Long Term Care P3 Project Requires Transparency and Independent Oversight
For Immediate Release:
Monday, January 23, 2017
ST. JOHN’S, NL– Last week’s announcement that the provincial government is moving forward with a Public Private Partnership (also referred to as a P3s) model for the design, construction, and maintenance of a new long-term care facility in Corner Brook raises a myriad of concerns and questions that need to be answered by the provincial government.
Public-private partnerships (P3s) involve commercial contracts between governments and private businesses in the design, construction, financing and, often times, the operation of public infrastructure and services that have traditionally been delivered by the public sector, such as hospitals or schools.
“We have been hearing rumours that the provincial government was doing work behind closed doors with EY to build the case for public-private partnerships for new facilities. Now, I guess we know that those rumours were true, but we found out about it on Friday like everyone else,” said NAPE President Jerry Earle. “It’s not a shock that EY is recommending a P3 model for this facility – they have a track record of being a champion for this style of project.
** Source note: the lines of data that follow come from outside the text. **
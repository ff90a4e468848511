#[derive(Debug, Clone)]
pub struct TelemetryLabels {
    pub source: String,
    pub channel_id: Option<String>,
    pub msg_id: Option<String>,
    pub extra: Vec<(String, String)>,
}

impl TelemetryLabels {
    pub fn new(source: impl Into<String>) -> Self {
        Self {
            source: source.into(),
            channel_id: None,
            msg_id: None,
            extra: Vec::new(),
        }
    }

    pub fn with_extra(mut self, key: impl Into<String>, value: impl Into<String>) -> Self {
        self.extra.push((key.into(), value.into()));
        self
    }

    pub fn tags(&self) -> Vec<(String, String)> {
        let mut tags = Vec::with_capacity(3 + self.extra.len());
        tags.push(("source".into(), self.source.clone()));
        if let Some(chat) = &self.channel_id {
            tags.push(("channel_id".into(), chat.clone()));
        }
        if let Some(msg) = &self.msg_id {
            tags.push(("msg_id".into(), msg.clone()));
        }
        for (key, value) in &self.extra {
            tags.push((key.clone(), value.clone()));
        }
        tags
    }
}

#[cfg(test)]
mod tests {
    use super::*;

    #[test]
    fn tags_keep_insertion_order() {
        let mut labels = TelemetryLabels::new("telegram").with_extra("reason", "empty");
        labels.channel_id = Some("555".into());
        assert_eq!(
            labels.tags(),
            vec![
                ("source".to_string(), "telegram".to_string()),
                ("channel_id".to_string(), "555".to_string()),
                ("reason".to_string(), "empty".to_string()),
            ]
        );
    }
}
EY has won awards from various P3 organizations for their efforts to drive this agenda and is a current sponsor member of The Canadian Council for Public-Private Partnerships. So, you have to wonder how sound their value for money analysis is? There is too much at stake to simply take EY’s word for it.”
“Projects like this have long-term financial implications for the province, so the public deserves an independent and transparent analysis of EY’s work on this project. Transparency and accountability must be at the forefront of all government decisions, especially for projects of this magnitude,” said Earle. “Research and real world experience in other jurisdictions highlight some serious flaws in how governments and their consultants tally the benefits of public-private partnerships versus conventional public projects. This has led to projects that have been massive failures across Canada and around the world. We must ensure that this project is not added to that list.”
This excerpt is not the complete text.